Le 1er décembre, comme tous les 1er décembre, on parle un peu SIDA. On fait semblant de se mobiliser, on fait semblant de s’intéresser, on fait semblant de croire encore que c’est important. Un petit rassemblement auquel on participe vite fait – ou auquel on envoie un représentant, un petit communiqué de presse aussi vide que les mots employés sont ronflants et puis pouf, on referme le dossier pour un an.

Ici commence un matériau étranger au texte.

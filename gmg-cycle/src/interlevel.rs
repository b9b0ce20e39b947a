//! Patch transfers between two adjacent levels
//!
//! Every fine patch has exactly one parent on the next coarser level. When the parent is
//! owned by another rank, the fine rank works on a local stand-in for it, a "ghost
//! parent", held in a persistent ghost vector:
//!
//! - restriction: fine patches are restricted into their ghost parents, which are then
//!   added into the real parents on their owners;
//! - interpolation: coarse patches are shipped to the ranks owning their children and
//!   copied into the ghost parents before being interpolated.
//!
//! The schedule is computed once, by a collective handshake that also validates the
//! coarsening: each fine patch claims its parent and each coarse patch checks that the
//! claims it received are exactly its children, with matching geometry.

use domain::{
    CommError, Communicator, Domain, Error, Orthant, PatchInfo, Result, SendRequest, Tag, TransferPhase, Vector,
};
use std::collections::{BTreeMap, BTreeSet, HashMap};
use std::sync::{Arc, Mutex, MutexGuard};

/// Relative tolerance for geometry comparisons
const GEOMETRY_TOLERANCE: f64 = 1e-10;

/// A coarse patch owned by another rank, with the fine patches on this rank it covers
#[derive(Debug, Clone)]
struct GhostParent {
    id: usize,
    rank: usize,
}

/// A local coarse patch with children on other ranks
#[derive(Debug, Clone)]
struct RemoteChildren {
    local_index: usize,
    id: usize,
    ranks: Vec<usize>,
}

/// Sends of one transfer, waited on when the transfer finishes
#[must_use = "a transfer must be finished"]
#[derive(Debug)]
pub struct PendingTransfer {
    requests: Vec<SendRequest>,
}

impl PendingTransfer {
    fn wait(self) -> Result<()> {
        for request in self.requests {
            request.wait()?;
        }
        Ok(())
    }
}

/// Claim sent by a fine patch to the owner of its parent
#[derive(Debug, Clone)]
struct Claim<const D: usize> {
    child: usize,
    parent: usize,
    orth: Option<Orthant>,
    starts: [f64; D],
    spacings: [f64; D],
}
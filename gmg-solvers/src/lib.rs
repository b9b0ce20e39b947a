//! Linear solvers over distributed patch vectors
//!
//! This crate provides the solvers a multigrid hierarchy is combined with:
//!
//! # Features
//!
//! - **Iterative Solvers**: CG and BiCGStab over [`domain::Vector`], with optional
//!   preconditioning by any [`domain::LinearOperator`]
//! - **Direct Solvers**: LU decomposition and dense coarse-level solves
//!
//! # Example
//!
//! ```ignore
//! use solvers::{cg_preconditioned, KrylovConfig};
//!
//! // Solve with a multigrid cycle as preconditioner
//! let solution = cg_preconditioned(&operator, &cycle, &f, &mut u, &KrylovConfig::default())?;
//! ```

pub mod direct;
pub mod iterative;

// Re-export iterative solvers
pub use iterative::{
    bicgstab, bicgstab_preconditioned, cg, cg_preconditioned, KrylovConfig, KrylovMethod,
    KrylovSolution,
};

// Re-export direct solvers
pub use direct::{assemble_dense, lu_factorize, lu_solve, DenseSolver, LuError, LuFactorization};
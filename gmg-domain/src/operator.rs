//! Linear operators over distributed fields
//!
//! Solvers, smoothers and multigrid cycles all consume operators through
//! [`LinearOperator`], so a cycle can stand in for a matrix as a preconditioner.

use crate::error::Result;
use crate::vector::Vector;

/// Operator that can be applied to a distributed field.
///
/// `apply` is collective: every rank of the domain must call it together.
pub trait LinearOperator<const D: usize>: Send + Sync {
    /// Apply the operator: y = A * x
    ///
    /// Only interior values of `x` are read; implementations that need ghost values
    /// refresh them on a copy.
    fn apply(&self, x: &Vector<D>, y: &mut Vector<D>) -> Result<()>;
}

/// Identity operator (no preconditioning)
#[derive(Clone, Debug, Default)]
pub struct IdentityOperator;

impl<const D: usize> LinearOperator<D> for IdentityOperator {
    fn apply(&self, x: &Vector<D>, y: &mut Vector<D>) -> Result<()> {
        y.copy_from(x)
    }
}

#[cfg(test)]
mod tests {
    use super::*;
    use crate::comm::ThreadComm;
    use crate::vector::PatchLayout;
    use std::sync::Arc;

    #[test]
    fn test_identity_operator() {
        let mut x = Vector::<2>::with_layout(
            Arc::new(ThreadComm::single()),
            PatchLayout::new([2, 2], 1),
            1,
        );
        x.set(4.0);
        let mut y = x.zeros_like();
        IdentityOperator.apply(&x, &mut y).unwrap();
        assert_eq!(y.patch_view(0).get([1, 1]), 4.0);
    }
}
//! Patch metadata
//!
//! A [`PatchInfo`] carries the geometry of one patch, its place in the multigrid
//! hierarchy (parent and children), and one [`NbrInfo`] per face that has a neighbor.
//! Faces without a descriptor lie on the domain boundary.

use crate::error::{Error, Result};
use crate::face::{Face, NbrType, Orthant};
use std::collections::HashMap;

/// Neighbor descriptor for one face of a patch
#[derive(Debug, Clone, PartialEq)]
pub enum NbrInfo {
    /// A neighbor at the same refinement level
    Normal {
        /// Neighbor patch id
        id: usize,
        /// Owning rank
        rank: usize,
        /// Local index on this rank, set when the neighbor is local
        local_index: Option<usize>,
    },
    /// A coarser neighbor; this patch covers `orth_on_coarse` of the shared face
    Coarse {
        /// Neighbor patch id
        id: usize,
        /// Owning rank
        rank: usize,
        /// Local index on this rank, set when the neighbor is local
        local_index: Option<usize>,
        /// Orthant of the coarse face covered by this patch
        orth_on_coarse: Orthant,
    },
    /// Finer neighbors, one per orthant of the face, in orthant order
    Fine {
        /// Neighbor patch ids
        ids: Vec<usize>,
        /// Owning ranks
        ranks: Vec<usize>,
        /// Local indices on this rank, set for local neighbors
        local_indexes: Vec<Option<usize>>,
    },
}

impl NbrInfo {
    /// Same-level neighbor
    pub fn normal(id: usize, rank: usize) -> Self {
        NbrInfo::Normal {
            id,
            rank,
            local_index: None,
        }
    }

    /// Coarser neighbor
    pub fn coarse(id: usize, rank: usize, orth_on_coarse: Orthant) -> Self {
        NbrInfo::Coarse {
            id,
            rank,
            local_index: None,
            orth_on_coarse,
        }
    }

    /// Finer neighbors listed in orthant order
    pub fn fine(ids: Vec<usize>, ranks: Vec<usize>) -> Self {
        let local_indexes = vec![None; ids.len()];
        NbrInfo::Fine {
            ids,
            ranks,
            local_indexes,
        }
    }

    /// Refinement relation
    pub fn nbr_type(&self) -> NbrType {
        match self {
            NbrInfo::Normal { .. } => NbrType::Normal,
            NbrInfo::Coarse { .. } => NbrType::Coarse,
            NbrInfo::Fine { .. } => NbrType::Fine,
        }
    }

    /// Ids of every neighbor behind this face
    pub fn ids(&self) -> Vec<usize> {
        match self {
            NbrInfo::Normal { id, .. } | NbrInfo::Coarse { id, .. } => vec![*id],
            NbrInfo::Fine { ids, .. } => ids.clone(),
        }
    }

    /// Owning ranks, parallel to [`NbrInfo::ids`]
    pub fn ranks(&self) -> Vec<usize> {
        match self {
            NbrInfo::Normal { rank, .. } | NbrInfo::Coarse { rank, .. } => vec![*rank],
            NbrInfo::Fine { ranks, .. } => ranks.clone(),
        }
    }

    /// Local indices, parallel to [`NbrInfo::ids`]
    pub fn local_indexes(&self) -> Vec<Option<usize>> {
        match self {
            NbrInfo::Normal { local_index, .. } | NbrInfo::Coarse { local_index, .. } => {
                vec![*local_index]
            }
            NbrInfo::Fine { local_indexes, .. } => local_indexes.clone(),
        }
    }

    /// Resolve local indices of neighbors owned by `rank`
    pub(crate) fn resolve_local(
        &mut self,
        rank: usize,
        index_of: &HashMap<usize, usize>,
    ) -> std::result::Result<(), usize> {
        let lookup = |id: usize, owner: usize| -> std::result::Result<Option<usize>, usize> {
            if owner != rank {
                return Ok(None);
            }
            index_of.get(&id).copied().map(Some).ok_or(id)
        };
        match self {
            NbrInfo::Normal {
                id,
                rank: owner,
                local_index,
            }
            | NbrInfo::Coarse {
                id,
                rank: owner,
                local_index,
                ..
            } => *local_index = lookup(*id, *owner)?,
            NbrInfo::Fine {
                ids,
                ranks,
                local_indexes,
            } => {
                for k in 0..ids.len() {
                    local_indexes[k] = lookup(ids[k], ranks[k])?;
                }
            }
        }
        Ok(())
    }
}

/// Geometry, ownership and connectivity of one patch
#[derive(Debug, Clone, PartialEq)]
pub struct PatchInfo<const D: usize> {
    /// Globally unique id within the domain
    pub id: usize,
    /// Index among the patches of the owning rank
    pub local_index: usize,
    /// Index among all patches of the domain
    pub global_index: usize,
    /// Refinement level (0 is the coarsest)
    pub refine_level: usize,
    /// Owning rank
    pub rank: usize,
    /// Cells along each axis
    pub ns: [usize; D],
    /// Lower corner
    pub starts: [f64; D],
    /// Cell size along each axis
    pub spacings: [f64; D],
    /// Ghost layers on every side
    pub num_ghost_cells: usize,
    /// Id of the patch covering this one on the next coarser level
    pub parent_id: Option<usize>,
    /// Rank owning the parent
    pub parent_rank: Option<usize>,
    /// Orthant of the parent covered by this patch; `None` when the parent has the same extent
    pub orth_on_parent: Option<Orthant>,
    /// Ids of the patches covering this one on the next finer level, in orthant order
    pub child_ids: Vec<usize>,
    /// Ranks owning the children
    pub child_ranks: Vec<usize>,
    nbr_infos: Vec<Option<NbrInfo>>,
}

impl<const D: usize> PatchInfo<D> {
    /// A patch with no neighbors, parent or children
    pub fn new(
        id: usize,
        ns: [usize; D],
        starts: [f64; D],
        spacings: [f64; D],
        num_ghost_cells: usize,
    ) -> Self {
        Self {
            id,
            local_index: 0,
            global_index: 0,
            refine_level: 0,
            rank: 0,
            ns,
            starts,
            spacings,
            num_ghost_cells,
            parent_id: None,
            parent_rank: None,
            orth_on_parent: None,
            child_ids: Vec::new(),
            child_ranks: Vec::new(),
            nbr_infos: vec![None; Face::<D>::count()],
        }
    }

    /// Whether `face` has a neighbor
    pub fn has_nbr(&self, face: Face<D>) -> bool {
        self.nbr_infos[face.index()].is_some()
    }

    /// Neighbor descriptor for `face`
    pub fn nbr_info(&self, face: Face<D>) -> Option<&NbrInfo> {
        self.nbr_infos[face.index()].as_ref()
    }

    /// Refinement relation across `face`
    pub fn nbr_type(&self, face: Face<D>) -> Option<NbrType> {
        self.nbr_info(face).map(NbrInfo::nbr_type)
    }

    /// Replace the descriptor for `face`
    pub fn set_nbr_info(&mut self, face: Face<D>, info: Option<NbrInfo>) {
        self.nbr_infos[face.index()] = info;
    }

    /// Every face with a neighbor, in face index order
    pub fn nbrs(&self) -> impl Iterator<Item = (Face<D>, &NbrInfo)> {
        self.nbr_infos
            .iter()
            .enumerate()
            .filter_map(|(i, info)| Some((Face::from_index(i)?, info.as_ref()?)))
    }

    pub(crate) fn nbr_infos_mut(&mut self) -> impl Iterator<Item = &mut NbrInfo> {
        self.nbr_infos.iter_mut().flatten()
    }

    /// Whether the patch has a parent on a coarser level
    pub fn has_parent(&self) -> bool {
        self.parent_id.is_some()
    }

    /// Whether the parent is larger than this patch
    pub fn has_coarse_parent(&self) -> bool {
        self.orth_on_parent.is_some()
    }

    /// Whether the patch has children on a finer level
    pub fn has_children(&self) -> bool {
        !self.child_ids.is_empty()
    }

    /// Lower corner
    pub fn lower_corner(&self) -> [f64; D] {
        self.starts
    }

    /// Upper corner
    pub fn upper_corner(&self) -> [f64; D] {
        let mut upper = self.starts;
        for axis in 0..D {
            upper[axis] += self.ns[axis] as f64 * self.spacings[axis];
        }
        upper
    }

    /// Measure of the patch
    pub fn volume(&self) -> f64 {
        (0..D)
            .map(|axis| self.ns[axis] as f64 * self.spacings[axis])
            .product()
    }

    /// Measure of one cell
    pub fn cell_volume(&self) -> f64 {
        self.spacings.iter().product()
    }

    /// Center of cell `coord`; ghost coordinates are allowed
    pub fn cell_center(&self, coord: [i32; D]) -> [f64; D] {
        let mut x = self.starts;
        for axis in 0..D {
            x[axis] += (coord[axis] as f64 + 0.5) * self.spacings[axis];
        }
        x
    }
}

/// Check that neighbor relations are mutual across `pinfos`.
///
/// When `A` lists `B` across face `F`, `B` must list `A` across the opposite face with the
/// complementary refinement relation; a fine neighbor must appear in the orthant slot its
/// coarse neighbor descriptor names. Neighbors outside `pinfos` are not checked.
pub fn check_neighbor_symmetry<const D: usize>(pinfos: &[PatchInfo<D>]) -> Result<()> {
    let by_id: HashMap<usize, &PatchInfo<D>> = pinfos.iter().map(|p| (p.id, p)).collect();
    for pinfo in pinfos {
        for (face, info) in pinfo.nbrs() {
            let back_face = face.opposite();
            match info {
                NbrInfo::Normal { id, .. } => {
                    let Some(nbr) = by_id.get(id) else { continue };
                    match nbr.nbr_info(back_face) {
                        Some(NbrInfo::Normal { id: back, .. }) if *back == pinfo.id => {}
                        other => return Err(asymmetry(pinfo.id, face, *id, other)),
                    }
                }
                NbrInfo::Coarse {
                    id, orth_on_coarse, ..
                } => {
                    let Some(nbr) = by_id.get(id) else { continue };
                    match nbr.nbr_info(back_face) {
                        Some(NbrInfo::Fine { ids, .. })
                            if ids.get(orth_on_coarse.index()) == Some(&pinfo.id) => {}
                        other => return Err(asymmetry(pinfo.id, face, *id, other)),
                    }
                }
                NbrInfo::Fine { ids, .. } => {
                    for (k, id) in ids.iter().enumerate() {
                        let Some(nbr) = by_id.get(id) else { continue };
                        match nbr.nbr_info(back_face) {
                            Some(NbrInfo::Coarse {
                                id: back,
                                orth_on_coarse,
                                ..
                            }) if *back == pinfo.id && orth_on_coarse.index() == k => {}
                            other => return Err(asymmetry(pinfo.id, face, *id, other)),
                        }
                    }
                }
            }
        }
    }
    Ok(())
}

fn asymmetry<const D: usize>(
    id: usize,
    face: Face<D>,
    nbr: usize,
    found: Option<&NbrInfo>,
) -> Error {
    let found = match found {
        Some(info) => format!("{:?} {:?}", info.nbr_type(), info.ids()),
        None => "nothing".to_string(),
    };
    Error::config(format!(
        "patch {id} lists patch {nbr} across {face}, but patch {nbr} lists {found} across {}",
        face.opposite()
    ))
}

#[cfg(test)]
mod tests {
    use super::*;

    fn pair() -> (PatchInfo<2>, PatchInfo<2>) {
        let mut west = PatchInfo::new(0, [4, 4], [0.0, 0.0], [0.25, 0.25], 1);
        let mut east = PatchInfo::new(1, [4, 4], [1.0, 0.0], [0.25, 0.25], 1);
        west.set_nbr_info(Face::side(0, true), Some(NbrInfo::normal(1, 0)));
        east.set_nbr_info(Face::side(0, false), Some(NbrInfo::normal(0, 0)));
        (west, east)
    }

    #[test]
    fn test_geometry() {
        let (west, _) = pair();
        assert_eq!(west.upper_corner(), [1.0, 1.0]);
        assert_eq!(west.volume(), 1.0);
        assert_eq!(west.cell_center([0, 3]), [0.125, 0.875]);
        assert_eq!(west.cell_center([-1, 0]), [-0.125, 0.125]);
        assert!(!west.has_parent());
        assert!(!west.has_coarse_parent());
    }

    #[test]
    fn test_nbr_queries() {
        let (west, _) = pair();
        assert!(west.has_nbr(Face::side(0, true)));
        assert!(!west.has_nbr(Face::side(0, false)));
        assert_eq!(west.nbr_type(Face::side(0, true)), Some(NbrType::Normal));
        assert_eq!(west.nbrs().count(), 1);
    }

    #[test]
    fn test_symmetric_pair_passes() {
        let (west, east) = pair();
        check_neighbor_symmetry(&[west, east]).unwrap();
    }

    #[test]
    fn test_one_sided_neighbor_fails() {
        let (west, mut east) = pair();
        east.set_nbr_info(Face::side(0, false), None);
        let err = check_neighbor_symmetry(&[west, east]).unwrap_err();
        assert!(err.is_configuration_error());
        assert!(err.to_string().contains("patch 0 lists patch 1 across x+"));
    }

    #[test]
    fn test_coarse_fine_symmetry() {
        let mut coarse = PatchInfo::<2>::new(0, [4, 4], [0.0, 0.0], [0.25, 0.25], 1);
        let mut lower = PatchInfo::<2>::new(1, [4, 4], [1.0, 0.0], [0.125, 0.125], 1);
        let mut upper = PatchInfo::<2>::new(2, [4, 4], [1.0, 0.5], [0.125, 0.125], 1);
        coarse.set_nbr_info(Face::side(0, true), Some(NbrInfo::fine(vec![1, 2], vec![0, 0])));
        lower.set_nbr_info(
            Face::side(0, false),
            Some(NbrInfo::coarse(0, 0, Orthant::new(1, 0))),
        );
        upper.set_nbr_info(
            Face::side(0, false),
            Some(NbrInfo::coarse(0, 0, Orthant::new(1, 1))),
        );
        check_neighbor_symmetry(&[coarse.clone(), lower.clone(), upper.clone()]).unwrap();

        // swapped orthants
        upper.set_nbr_info(
            Face::side(0, false),
            Some(NbrInfo::coarse(0, 0, Orthant::new(1, 0))),
        );
        assert!(check_neighbor_symmetry(&[coarse, lower, upper]).is_err());
    }
}
/// Zeroth-order coarse-fine rule: coarse ghosts average the fine cells they cover, fine
/// ghosts duplicate the coarse cell they lie in.
#[derive(Debug, Clone, Copy, Default)]
pub struct InjectionStrategy;

impl<const D: usize> GhostFillStrategy<D> for InjectionStrategy {
    fn name(&self) -> &'static str {
        "injection"
    }

    fn supports(&self, _nbr_type: NbrType) -> bool {
        true
    }

    fn check_layout(&self, ns: [usize; D], num_ghost_cells: usize) -> Result<()> {
        check_refined_layout(ns, num_ghost_cells)
    }

    fn fill_nbr_ghost(
        &self,
        src: &View<'_, D>,
        face: Face<D>,
        nbr_type: NbrType,
        orth: Orthant,
        ns: [usize; D],
        slab: &mut ViewMut<'_, D>,
    ) {
        match nbr_type {
            NbrType::Normal => fill_normal(src, face, ns, 1.0, slab),
            NbrType::Coarse => {
                let weight = 1.0 / Orthant::num_orthants(face.free_axes().len()) as f64;
                fill_coarse_nbr(src, face, orth, ns, weight, slab);
            }
            NbrType::Fine => fill_fine_nbr(src, face, orth, ns, 1.0, slab),
        }
    }

    fn fill_local_ghost(&self, _u: &mut ViewMut<'_, D>, _face: Face<D>, _nbr_type: NbrType, _ns: [usize; D]) {}
}

/// Second-order coarse-fine rule (bilinear in 2D, trilinear in 3D).
///
/// Reproduces linear fields exactly across sides, edges and corners. With `m` free axes
/// on the shared face and `n = 2^m` fine cells per coarse cell:
///
/// - coarse ghost: `4/(3n)` times each covered fine cell, minus `1/3` of the coarse
///   interior cell next to it;
/// - fine ghost: `2/3` of the coarse cell it lies in, plus `1/3 + 2(n-1)/(3n)` of the fine
///   interior cell next to it, minus `2/(3n)` of each other fine cell in the same block.
#[derive(Debug, Clone, Copy, Default)]
pub struct LinearStrategy;

impl<const D: usize> GhostFillStrategy<D> for LinearStrategy {
    fn name(&self) -> &'static str {
        "linear"
    }

    fn supports(&self, _nbr_type: NbrType) -> bool {
        true
    }

    fn check_layout(&self, ns: [usize; D], num_ghost_cells: usize) -> Result<()> {
        check_refined_layout(ns, num_ghost_cells)
    }

    fn fill_nbr_ghost(
        &self,
        src: &View<'_, D>,
        face: Face<D>,
        nbr_type: NbrType,
        orth: Orthant,
        ns: [usize; D],
        slab: &mut ViewMut<'_, D>,
    ) {
        let n = Orthant::num_orthants(face.free_axes().len()) as f64;
        match nbr_type {
            NbrType::Normal => fill_normal(src, face, ns, 1.0, slab),
            NbrType::Coarse => fill_coarse_nbr(src, face, orth, ns, 4.0 / (3.0 * n), slab),
            NbrType::Fine => fill_fine_nbr(src, face, orth, ns, 2.0 / 3.0, slab),
        }
    }

    fn fill_local_ghost(&self, u: &mut ViewMut<'_, D>, face: Face<D>, nbr_type: NbrType, ns: [usize; D]) {
        let free = face.free_axes();
        let block = Orthant::num_orthants(free.len());
        let n = block as f64;
        let ghosts = Region::ghost(ns, &face, 0..1);
        match nbr_type {
            NbrType::Normal => {}
            NbrType::Fine => ghosts.for_each(|g| {
                let own = u.get(adjacent_interior(ns, &face, g));
                u.add(g, -own / 3.0);
            }),
            NbrType::Coarse => ghosts.for_each(|g| {
                let own = adjacent_interior(ns, &face, g);
                let mut sum = (1.0 / 3.0 + 2.0 * (n - 1.0) / (3.0 * n)) * u.get(own);
                for flip in 1..block {
                    let mut sibling = own;
                    for (j, &axis) in free.iter().enumerate() {
                        if flip & (1 << j) != 0 {
                            sibling[axis] ^= 1;
                        }
                    }
                    sum -= 2.0 / (3.0 * n) * u.get(sibling);
                }
                u.add(g, sum);
            }),
        }
    }
}

/// Cell `depth` layers inward from boundary cell `cell` next to `face`
fn inward<const D: usize>(face: &Face<D>, cell: [i32; D], depth: i32) -> [i32; D] {
    let mut c = cell;
    for axis in 0..D {
        match face.pos(axis) {
            AxisPos::Lower => c[axis] += depth,
            AxisPos::Upper => c[axis] -= depth,
            AxisPos::Span => {}
        }
    }
    c
}

/// Coarse boundary cells, by tangential index, feeding fine ghost `f` of the `2n` fine
/// ghosts along a coarse side of `n` cells
fn quadratic_fine_weights(f: i32, n: i32) -> [(i32, f64); 3] {
    let k = f / 2;
    match f {
        0 => [(0, 3.0 / 4.0), (1, -3.0 / 10.0), (2, 1.0 / 12.0)],
        1 => [(0, 7.0 / 20.0), (1, 7.0 / 30.0), (2, -1.0 / 20.0)],
        f if f == 2 * n - 2 => [(n - 1, 7.0 / 20.0), (n - 2, 7.0 / 30.0), (n - 3, -1.0 / 20.0)],
        f if f == 2 * n - 1 => [(n - 1, 3.0 / 4.0), (n - 2, -3.0 / 10.0), (n - 3, 1.0 / 12.0)],
        f if f % 2 == 0 => [(k - 1, 1.0 / 12.0), (k, 1.0 / 2.0), (k + 1, -1.0 / 20.0)],
        _ => [(k - 1, -1.0 / 20.0), (k, 1.0 / 2.0), (k + 1, 1.0 / 12.0)],
    }
}

/// Coarse boundary cells, by tangential index, the coarse patch adds to its own ghost `i`
/// next to fine neighbors
fn quadratic_coarse_weights(i: i32, n: i32) -> [(i32, f64); 3] {
    match i {
        0 => [(0, -1.0 / 10.0), (1, 1.0 / 15.0), (2, -1.0 / 30.0)],
        i if i == n - 1 => [(n - 1, -1.0 / 10.0), (n - 2, 1.0 / 15.0), (n - 3, -1.0 / 30.0)],
        i => [(i - 1, -1.0 / 30.0), (i, 0.0), (i + 1, -1.0 / 30.0)],
    }
}

/// Third-order coarse-fine rule for 2D patches (biquadratic).
///
/// Reproduces quadratic fields exactly across sides. Ghosts combine the two interior
/// layers normal to the interface; coarse values also enter through a three-cell stencil
/// along the side. Corners use the diagonal cells only.
#[derive(Debug, Clone, Copy, Default)]
pub struct QuadraticStrategy;

impl GhostFillStrategy<2> for QuadraticStrategy {
    fn name(&self) -> &'static str {
        "quadratic"
    }

    fn supports(&self, _nbr_type: NbrType) -> bool {
        true
    }

    fn check_layout(&self, ns: [usize; 2], num_ghost_cells: usize) -> Result<()> {
        check_refined_layout(ns, num_ghost_cells)?;
        if ns.iter().any(|&n| n < 4) {
            return Err(Error::config(format!(
                "quadratic ghost filling needs at least 4 cells per axis, got {ns:?}"
            )));
        }
        Ok(())
    }

    fn fill_nbr_ghost(
        &self,
        src: &View<'_, 2>,
        face: Face<2>,
        nbr_type: NbrType,
        orth: Orthant,
        ns: [usize; 2],
        slab: &mut ViewMut<'_, 2>,
    ) {
        match nbr_type {
            NbrType::Normal => fill_normal(src, face, ns, 1.0, slab),
            NbrType::Coarse => {
                let (w0, w1) = if face.codimension() == 1 {
                    (1.0 / 3.0, 1.0 / 5.0)
                } else {
                    (2.0 / 3.0, 2.0 / 5.0)
                };
                Region::slice(ns, &face, 0..1).for_each(|s| {
                    let d = coarse_cell(ns, &face, orth, s, true);
                    slab.add(d, w0 * src.get(s) + w1 * src.get(inward(&face, s, 1)));
                });
            }
            NbrType::Fine => {
                let fine_face = face.opposite();
                let ghosts = Region::ghost(ns, &fine_face, 0..1);
                match fine_face.free_axes().first() {
                    None => ghosts.for_each(|d| {
                        let s = coarse_cell(ns, &fine_face, orth, d, false);
                        slab.add(d, 8.0 / 15.0 * src.get(s));
                    }),
                    Some(&t) => {
                        let n = ns[t] as i32;
                        ghosts.for_each(|d| {
                            let f = d[t] + orth.offset(0, ns[t]);
                            let mut s = coarse_cell(ns, &fine_face, orth, d, false);
                            let mut sum = 0.0;
                            for (k, w) in quadratic_fine_weights(f, n) {
                                s[t] = k;
                                sum += w * src.get(s);
                            }
                            slab.add(d, sum);
                        });
                    }
                }
            }
        }
    }

    fn fill_local_ghost(&self, u: &mut ViewMut<'_, 2>, face: Face<2>, nbr_type: NbrType, ns: [usize; 2]) {
        let ghosts = Region::ghost(ns, &face, 0..1);
        match nbr_type {
            NbrType::Normal => {}
            NbrType::Coarse => ghosts.for_each(|g| {
                let own = adjacent_interior(ns, &face, g);
                let value = 2.0 / 3.0 * u.get(own) - u.get(inward(&face, own, 1)) / 5.0;
                u.add(g, value);
            }),
            NbrType::Fine => match face.free_axes().first() {
                None => ghosts.for_each(|g| {
                    let own = u.get(adjacent_interior(ns, &face, g));
                    u.add(g, -own / 15.0);
                }),
                Some(&t) => {
                    let n = ns[t] as i32;
                    ghosts.for_each(|g| {
                        let mut own = adjacent_interior(ns, &face, g);
                        let mut sum = 0.0;
                        for (k, w) in quadratic_coarse_weights(g[t], n) {
                            own[t] = k;
                            sum += w * u.get(own);
                        }
                        u.add(g, sum);
                    });
                }
            },
        }
    }
}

C’est vrai quoi, c’est le premier jour de décembre, il commence à faire froid. Aller se geler le cul dehors pour une manif’ de plus ? C’est pas la saison. Et puis, y’a le téléthon qui approche et ça, c’est médiatiquement important. Et bien sûr, Naël ! Il va falloir penser aux guirlandes, aux jolies vitrines. Aux boites de chocolats pour nos « anciens ». Préparer les speeches de la nouvelle année, les voeux à tout ce que la planète (enfin la chose qu’on dirige) compte de gens importants.
Yep, le 1er décembre pour nos élus, c’est de plus en plus la corvée. Ca fait des années en fait, que c’est la corvée, si on y réfléchit bien. Le SIDA, c’est plus aussi porteur qu’il y a 25 ans.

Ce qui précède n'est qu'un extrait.